■ **EXERCISE**: Find the lines below holding the word "struct" and copy each of them.

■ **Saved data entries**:
————
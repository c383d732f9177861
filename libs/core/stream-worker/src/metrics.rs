//! Prometheus metrics for stream workers

use metrics::{counter, gauge, histogram};
use metrics_exporter_prometheus::{PrometheusBuilder, PrometheusHandle};
use once_cell::sync::OnceCell;
use std::time::Duration;
use tracing::{info, warn};

use crate::error::ErrorCategory;

static PROMETHEUS_HANDLE: OnceCell<PrometheusHandle> = OnceCell::new();

/// Install the Prometheus recorder.
///
/// Call once at startup; later calls are no-ops. If another recorder is
/// already installed the failure is logged and `/metrics` reports 503.
pub fn init_metrics() {
    if PROMETHEUS_HANDLE.get().is_some() {
        return;
    }

    match PrometheusBuilder::new().install_recorder() {
        Ok(handle) => {
            if PROMETHEUS_HANDLE.set(handle).is_ok() {
                info!("Prometheus metrics initialized");
            }
        }
        Err(e) => warn!(error = %e, "Failed to install Prometheus recorder"),
    }
}

pub fn get_metrics_handle() -> Option<&'static PrometheusHandle> {
    PROMETHEUS_HANDLE.get()
}

/// Metrics helper labelled with the stream and processor
#[derive(Clone)]
pub struct StreamMetrics {
    stream_name: String,
    processor_name: String,
}

impl StreamMetrics {
    pub fn new(stream_name: impl Into<String>, processor_name: impl Into<String>) -> Self {
        Self {
            stream_name: stream_name.into(),
            processor_name: processor_name.into(),
        }
    }

    pub fn job_received(&self) {
        counter!(
            "stream_worker_jobs_received_total",
            "stream" => self.stream_name.clone(),
            "processor" => self.processor_name.clone()
        )
        .increment(1);
    }

    pub fn job_processed(&self, duration: Duration) {
        counter!(
            "stream_worker_jobs_processed_total",
            "stream" => self.stream_name.clone(),
            "processor" => self.processor_name.clone(),
            "status" => "success"
        )
        .increment(1);

        histogram!(
            "stream_worker_job_duration_seconds",
            "stream" => self.stream_name.clone(),
            "processor" => self.processor_name.clone()
        )
        .record(duration.as_secs_f64());
    }

    pub fn job_failed(&self, category: ErrorCategory) {
        counter!(
            "stream_worker_jobs_processed_total",
            "stream" => self.stream_name.clone(),
            "processor" => self.processor_name.clone(),
            "status" => "failed"
        )
        .increment(1);

        counter!(
            "stream_worker_job_errors_total",
            "stream" => self.stream_name.clone(),
            "processor" => self.processor_name.clone(),
            "category" => category.as_str()
        )
        .increment(1);
    }

    pub fn job_requeued(&self) {
        counter!(
            "stream_worker_jobs_retried_total",
            "stream" => self.stream_name.clone(),
            "processor" => self.processor_name.clone()
        )
        .increment(1);
    }

    pub fn jobs_promoted(&self, count: usize) {
        counter!(
            "stream_worker_jobs_promoted_total",
            "stream" => self.stream_name.clone(),
            "processor" => self.processor_name.clone()
        )
        .increment(count as u64);
    }

    pub fn delayed_count(&self, count: i64) {
        gauge!(
            "stream_worker_delayed_count",
            "stream" => self.stream_name.clone(),
            "processor" => self.processor_name.clone()
        )
        .set(count as f64);
    }

    pub fn job_moved_to_dlq(&self) {
        counter!(
            "stream_worker_jobs_dlq_total",
            "stream" => self.stream_name.clone(),
            "processor" => self.processor_name.clone()
        )
        .increment(1);
    }

    /// A fatal error left the rest of a batch pending
    pub fn batch_aborted(&self, remaining: usize) {
        counter!(
            "stream_worker_batches_aborted_total",
            "stream" => self.stream_name.clone(),
            "processor" => self.processor_name.clone()
        )
        .increment(1);

        counter!(
            "stream_worker_jobs_left_pending_total",
            "stream" => self.stream_name.clone(),
            "processor" => self.processor_name.clone()
        )
        .increment(remaining as u64);
    }

    pub fn batch_size(&self, size: usize) {
        histogram!(
            "stream_worker_batch_size",
            "stream" => self.stream_name.clone()
        )
        .record(size as f64);
    }

    pub fn pending_count(&self, count: i64) {
        gauge!(
            "stream_worker_pending_count",
            "stream" => self.stream_name.clone(),
            "processor" => self.processor_name.clone()
        )
        .set(count as f64);
    }

    pub fn message_claimed(&self, count: usize) {
        counter!(
            "stream_worker_messages_claimed_total",
            "stream" => self.stream_name.clone(),
            "processor" => self.processor_name.clone()
        )
        .increment(count as u64);
    }
}

#[cfg(test)]
mod tests {
    use super::*;

    #[test]
    fn test_metrics_without_recorder_are_noops() {
        let metrics = StreamMetrics::new("test:stream", "TestProcessor");
        metrics.job_received();
        metrics.job_failed(ErrorCategory::Transient);
        metrics.batch_aborted(3);
        assert_eq!(metrics.stream_name, "test:stream");
        assert_eq!(metrics.processor_name, "TestProcessor");
    }
}
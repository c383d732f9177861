//! Stream error types and error categorization
//!
//! The category of a processing error decides what the worker does with the
//! entry that produced it:
//! - **Transient**: redrive (re-add with an incremented receive count) after
//!   an exponential backoff from 1s, capped at 30s
//! - **RateLimited**: redrive after a longer backoff from 5s, capped at 2m
//! - **Permanent**: dead-letter immediately

use thiserror::Error;

#[derive(Debug, Clone, Copy, PartialEq, Eq)]
pub enum ErrorCategory {
    Transient,
    Permanent,
    RateLimited,
}

impl ErrorCategory {
    /// Whether an entry failing with this category may be delivered again
    pub fn should_redrive(&self) -> bool {
        !matches!(self, ErrorCategory::Permanent)
    }

    pub fn base_delay_ms(&self) -> u64 {
        match self {
            ErrorCategory::Transient => 1000,
            ErrorCategory::RateLimited => 5000,
            ErrorCategory::Permanent => 0,
        }
    }

    pub fn max_delay_ms(&self) -> u64 {
        match self {
            ErrorCategory::Transient => 30_000,
            ErrorCategory::RateLimited => 120_000,
            ErrorCategory::Permanent => 0,
        }
    }

    /// Delay before redrive number `retry_count` (0-based): `base * 2^n`, capped
    pub fn backoff_delay_ms(&self, retry_count: u32) -> u64 {
        let factor = 2u64.saturating_pow(retry_count.min(20));
        self.base_delay_ms()
            .saturating_mul(factor)
            .min(self.max_delay_ms())
    }

    pub fn as_str(&self) -> &'static str {
        match self {
            ErrorCategory::Transient => "transient",
            ErrorCategory::Permanent => "permanent",
            ErrorCategory::RateLimited => "rate_limited",
        }
    }
}

/// Stream processing errors
#[derive(Error, Debug)]
pub enum StreamError {
    #[error("Redis error: {0}")]
    Redis(#[from] redis::RedisError),

    /// Entry fields could not be turned into a job
    #[error("Decode error: {0}")]
    Decode(String),

    #[error("Serialization error: {0}")]
    Serialization(String),

    #[error("Processing error: {message}")]
    Processing {
        message: String,
        category: ErrorCategory,
    },

    #[error("Rate limit exceeded: {0}")]
    RateLimited(String),

    /// Redriven like a transient failure, and the rest of the batch is left
    /// unacknowledged for redelivery.
    #[error("Fatal error: {0}")]
    Fatal(String),

    #[error("Configuration error: {0}")]
    Config(String),
}

impl StreamError {
    pub fn transient(message: impl Into<String>) -> Self {
        StreamError::Processing {
            message: message.into(),
            category: ErrorCategory::Transient,
        }
    }

    pub fn permanent(message: impl Into<String>) -> Self {
        StreamError::Processing {
            message: message.into(),
            category: ErrorCategory::Permanent,
        }
    }

    pub fn rate_limited(message: impl Into<String>) -> Self {
        StreamError::RateLimited(message.into())
    }

    pub fn fatal(message: impl Into<String>) -> Self {
        StreamError::Fatal(message.into())
    }

    pub fn category(&self) -> ErrorCategory {
        match self {
            StreamError::Redis(_) => ErrorCategory::Transient,
            StreamError::Decode(_) => ErrorCategory::Permanent,
            StreamError::Serialization(_) => ErrorCategory::Permanent,
            StreamError::Processing { category, .. } => *category,
            StreamError::RateLimited(_) => ErrorCategory::RateLimited,
            StreamError::Fatal(_) => ErrorCategory::Transient,
            StreamError::Config(_) => ErrorCategory::Permanent,
        }
    }

    /// Stop processing the current batch after this error
    pub fn aborts_batch(&self) -> bool {
        matches!(self, StreamError::Fatal(_))
    }

    /// XREADGROUP/XPENDING against a group that does not exist
    pub fn is_nogroup(&self) -> bool {
        matches!(self, StreamError::Redis(e) if e.to_string().contains("NOGROUP"))
    }

    pub fn is_connection_error(&self) -> bool {
        matches!(
            self,
            StreamError::Redis(e) if e.is_connection_dropped() || e.is_io_error() || e.is_timeout()
        )
    }
}

impl From<serde_json::Error> for StreamError {
    fn from(err: serde_json::Error) -> Self {
        StreamError::Serialization(err.to_string())
    }
}

#[cfg(test)]
mod tests {
    use super::*;

    #[test]
    fn test_backoff_delays() {
        assert_eq!(ErrorCategory::Transient.backoff_delay_ms(0), 1000);
        assert_eq!(ErrorCategory::Transient.backoff_delay_ms(1), 2000);
        assert_eq!(ErrorCategory::Transient.backoff_delay_ms(10), 30_000);

        assert_eq!(ErrorCategory::RateLimited.backoff_delay_ms(0), 5000);
        assert_eq!(ErrorCategory::RateLimited.backoff_delay_ms(2), 20_000);
        assert_eq!(ErrorCategory::RateLimited.backoff_delay_ms(u32::MAX), 120_000);

        assert_eq!(ErrorCategory::Permanent.backoff_delay_ms(3), 0);
    }

    #[test]
    fn test_error_categories() {
        assert_eq!(StreamError::transient("x").category(), ErrorCategory::Transient);
        assert_eq!(StreamError::permanent("x").category(), ErrorCategory::Permanent);
        assert_eq!(StreamError::rate_limited("x").category(), ErrorCategory::RateLimited);
        assert_eq!(StreamError::Decode("x".into()).category(), ErrorCategory::Permanent);
    }

    #[test]
    fn test_fatal_is_redriven_and_aborts() {
        let fatal = StreamError::fatal("refresh failed");
        assert!(fatal.category().should_redrive());
        assert!(fatal.aborts_batch());

        assert!(!StreamError::transient("x").aborts_batch());
        assert!(!StreamError::permanent("x").aborts_batch());
    }

    #[test]
    fn test_should_redrive() {
        assert!(ErrorCategory::Transient.should_redrive());
        assert!(ErrorCategory::RateLimited.should_redrive());
        assert!(!ErrorCategory::Permanent.should_redrive());
    }

    #[test]
    fn test_nogroup_detection() {
        let err = StreamError::Redis(redis::RedisError::from((
            redis::ErrorKind::Server(redis::ServerErrorKind::ResponseError),
            "NOGROUP",
            "No such key or consumer group".to_string(),
        )));
        assert!(err.is_nogroup());
        assert!(!StreamError::transient("NOGROUP").is_nogroup());
    }
}
//! Per-channel PubSub subscription client.
//!
//! One client owns one websocket. After connecting it sends a PING and a
//! LISTEN for the channel's redemption topic, then pings every heartbeat
//! interval and forwards qualifying redemptions to the queue. Errors, closes
//! and `RECONNECT` directives all lead to a new connection after the
//! reconnect delay, until the shutdown signal fires.

use core_config::{ConfigError, FromEnv, env_or_default, env_parse_or};
use futures::{SinkExt, StreamExt};
use std::sync::Arc;
use std::time::Duration;
use tokio::sync::{mpsc, watch};
use tokio::net::TcpStream;
use tokio::time::{Instant, MissedTickBehavior, interval_at, timeout};
use tokio_tungstenite::tungstenite::Message;
use tokio_tungstenite::{MaybeTlsStream, WebSocketStream, connect_async};
use tracing::{debug, error, info, instrument, warn};

use super::protocol::{FrameAction, OutboundFrame, handle_frame};
use crate::error::{SongRequestError, SongRequestResult};
use crate::models::DeliveryRequest;
use crate::publisher::RequestPublisher;
use crate::store::ConnectionStore;

#[derive(Debug, Clone)]
pub struct PubSubConfig {
    pub url: String,
    pub heartbeat_interval: Duration,
    pub reconnect_delay: Duration,
    /// Upper bound on the TCP, TLS and websocket handshake
    pub connect_timeout: Duration,
}

impl PubSubConfig {
    pub const DEFAULT_URL: &'static str = "wss://pubsub-edge.twitch.tv";

    pub fn new(url: impl Into<String>) -> Self {
        Self {
            url: url.into(),
            heartbeat_interval: Duration::from_secs(60),
            reconnect_delay: Duration::from_secs(3),
            connect_timeout: Duration::from_secs(10),
        }
    }

    pub fn with_heartbeat_interval(mut self, interval: Duration) -> Self {
        self.heartbeat_interval = interval;
        self
    }

    pub fn with_reconnect_delay(mut self, delay: Duration) -> Self {
        self.reconnect_delay = delay;
        self
    }

    pub fn with_connect_timeout(mut self, timeout: Duration) -> Self {
        self.connect_timeout = timeout;
        self
    }
}

impl Default for PubSubConfig {
    fn default() -> Self {
        Self::new(Self::DEFAULT_URL)
    }
}

impl FromEnv for PubSubConfig {
    fn from_env() -> Result<Self, ConfigError> {
        Ok(Self {
            url: env_or_default("TWITCH_PUBSUB_URL", Self::DEFAULT_URL),
            heartbeat_interval: env_secs("PUBSUB_HEARTBEAT_SECS", 60)?,
            reconnect_delay: env_secs("PUBSUB_RECONNECT_SECS", 3)?,
            connect_timeout: env_secs("PUBSUB_CONNECT_TIMEOUT_SECS", 10)?,
        })
    }
}

/// A zero interval would spin the reconnect loop or panic the heartbeat timer
fn env_secs(key: &str, default: u64) -> Result<Duration, ConfigError> {
    match env_parse_or(key, default)? {
        0 => Err(ConfigError::ParseError {
            key: key.to_string(),
            details: "must be at least 1 second".to_string(),
        }),
        secs => Ok(Duration::from_secs(secs)),
    }
}

#[derive(Debug, Clone, Copy, PartialEq, Eq)]
pub enum ConnectionState {
    Disconnected,
    Connecting,
    /// LISTEN sent; the server may still reject it
    Subscribed,
}

/// Messages from clients to their supervisor
#[derive(Debug, Clone, PartialEq, Eq)]
pub enum SubscriptionEvent {
    ListenSent { channel_id: String },
}

/// Why one connection ended
#[derive(Debug, Clone, Copy, PartialEq, Eq)]
enum SessionEnd {
    Shutdown,
    ReconnectRequested,
    Closed,
}

pub struct SubscriptionClient<S: ConnectionStore, R: RequestPublisher> {
    channel_id: String,
    token: String,
    custom_reward_id: Option<String>,
    config: PubSubConfig,
    store: Arc<S>,
    publisher: Arc<R>,
    state: watch::Sender<ConnectionState>,
    events: mpsc::UnboundedSender<SubscriptionEvent>,
}

impl<S, R> SubscriptionClient<S, R>
where
    S: ConnectionStore + 'static,
    R: RequestPublisher + 'static,
{
    pub fn new(
        channel_id: impl Into<String>,
        token: impl Into<String>,
        config: PubSubConfig,
        store: Arc<S>,
        publisher: Arc<R>,
        events: mpsc::UnboundedSender<SubscriptionEvent>,
    ) -> Self {
        let (state, _) = watch::channel(ConnectionState::Disconnected);
        Self {
            channel_id: channel_id.into(),
            token: token.into(),
            custom_reward_id: None,
            config,
            store,
            publisher,
            state,
            events,
        }
    }

    pub fn channel_id(&self) -> &str {
        &self.channel_id
    }

    pub fn state(&self) -> watch::Receiver<ConnectionState> {
        self.state.subscribe()
    }

    /// Keep the channel subscribed until `shutdown` flips to `true`
    #[instrument(skip_all, fields(channel_id = %self.channel_id))]
    pub async fn run(mut self, mut shutdown: watch::Receiver<bool>) {
        info!("Starting subscription client");

        loop {
            if *shutdown.borrow() {
                break;
            }

            self.reload_token().await;
            self.state.send_replace(ConnectionState::Connecting);

            let end = self.open(&mut shutdown).await;
            self.state.send_replace(ConnectionState::Disconnected);

            match end {
                Ok(SessionEnd::Shutdown) => break,
                Ok(SessionEnd::ReconnectRequested) => info!("Server requested reconnect"),
                Ok(SessionEnd::Closed) => info!("Connection closed"),
                Err(e) => warn!(error = %e, "Connection failed"),
            }

            debug!(delay_ms = self.config.reconnect_delay.as_millis(), "Reconnecting after delay");
            tokio::select! {
                changed = shutdown.changed() => {
                    if changed.is_err() || *shutdown.borrow() {
                        break;
                    }
                }
                _ = tokio::time::sleep(self.config.reconnect_delay) => {}
            }
        }

        self.state.send_replace(ConnectionState::Disconnected);
        info!("Subscription client stopped");
    }

    /// Pick up a token refreshed by the authorization flow since the last
    /// attempt, and the current reward preference
    async fn reload_token(&mut self) {
        match self.store.get(&self.channel_id).await {
            Ok(Some(connection)) => {
                if let Some(token) = connection.streaming_token() {
                    self.token = token.to_string();
                }
                self.custom_reward_id = connection
                    .preferences
                    .as_ref()
                    .and_then(|p| p.reward_id())
                    .map(str::to_string);
            }
            Ok(None) => warn!("Channel record missing, keeping last token"),
            Err(e) => warn!(error = %e, "Failed to reload token, keeping last token"),
        }
    }

    /// One connection: handshake, then heartbeat and frame handling until it ends
    async fn open(&self, shutdown: &mut watch::Receiver<bool>) -> SongRequestResult<SessionEnd> {
        let Some(ws) = self.connect(shutdown).await? else {
            return Ok(SessionEnd::Shutdown);
        };
        let (mut sink, mut stream) = ws.split();

        sink.send(Message::Text(OutboundFrame::Ping.to_json().into())).await?;
        sink.send(Message::Text(
            OutboundFrame::listen(&self.channel_id, &self.token).to_json().into(),
        ))
        .await?;

        self.state.send_replace(ConnectionState::Subscribed);
        if self
            .events
            .send(SubscriptionEvent::ListenSent {
                channel_id: self.channel_id.clone(),
            })
            .is_err()
        {
            debug!("Supervisor gone, LISTEN not reported");
        }
        info!("LISTEN sent");

        let period = self.config.heartbeat_interval.max(Duration::from_millis(1));
        let mut heartbeat = interval_at(Instant::now() + period, period);
        heartbeat.set_missed_tick_behavior(MissedTickBehavior::Delay);

        loop {
            tokio::select! {
                changed = shutdown.changed() => {
                    if changed.is_err() || *shutdown.borrow() {
                        let _ = sink.close().await;
                        return Ok(SessionEnd::Shutdown);
                    }
                }
                _ = heartbeat.tick() => {
                    debug!("PING");
                    sink.send(Message::Text(OutboundFrame::Ping.to_json().into())).await?;
                }
                frame = stream.next() => match frame {
                    Some(Ok(Message::Text(text))) => match handle_frame(&self.channel_id, self.custom_reward_id.as_deref(), text.as_str()) {
                        FrameAction::Reconnect => {
                            let _ = sink.close().await;
                            return Ok(SessionEnd::ReconnectRequested);
                        }
                        FrameAction::Deliver(request) => self.publish(request).await,
                        FrameAction::Ignore => {}
                    },
                    Some(Ok(Message::Ping(data))) => {
                        sink.send(Message::Pong(data)).await?;
                    }
                    Some(Ok(Message::Close(_))) | None => return Ok(SessionEnd::Closed),
                    Some(Ok(_)) => {}
                    Some(Err(e)) => return Err(e.into()),
                },
            }
        }
    }

    /// Handshake bounded by the connect timeout; `None` when shutdown fires first
    async fn connect(
        &self,
        shutdown: &mut watch::Receiver<bool>,
    ) -> SongRequestResult<Option<WebSocketStream<MaybeTlsStream<TcpStream>>>> {
        debug!(url = %self.config.url, "Connecting");
        let handshake = timeout(self.config.connect_timeout, connect_async(self.config.url.as_str()));
        tokio::pin!(handshake);

        loop {
            tokio::select! {
                result = &mut handshake => {
                    let (ws, _response) = result.map_err(|_| {
                        SongRequestError::Transport(format!(
                            "handshake timed out after {}ms",
                            self.config.connect_timeout.as_millis()
                        ))
                    })??;
                    return Ok(Some(ws));
                }
                changed = shutdown.changed() => {
                    if changed.is_err() || *shutdown.borrow() {
                        debug!("Shutdown during handshake");
                        return Ok(None);
                    }
                }
            }
        }
    }

    /// Best effort; the queue's own guarantees start once the publish lands
    async fn publish(&self, request: DeliveryRequest) {
        match self.publisher.publish(&request).await {
            Ok(message_id) => info!(
                track_uri = %request.track_uri,
                message_id = %message_id,
                "Song request queued"
            ),
            Err(e) => error!(
                track_uri = %request.track_uri,
                error = %e,
                "Failed to publish song request"
            ),
        }
    }
}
————
■ **ANSWER BELOW**:
pub struct StreamMetrics {
pub struct PubSubConfig {
pub struct SubscriptionClient<S: ConnectionStore, R: RequestPublisher> {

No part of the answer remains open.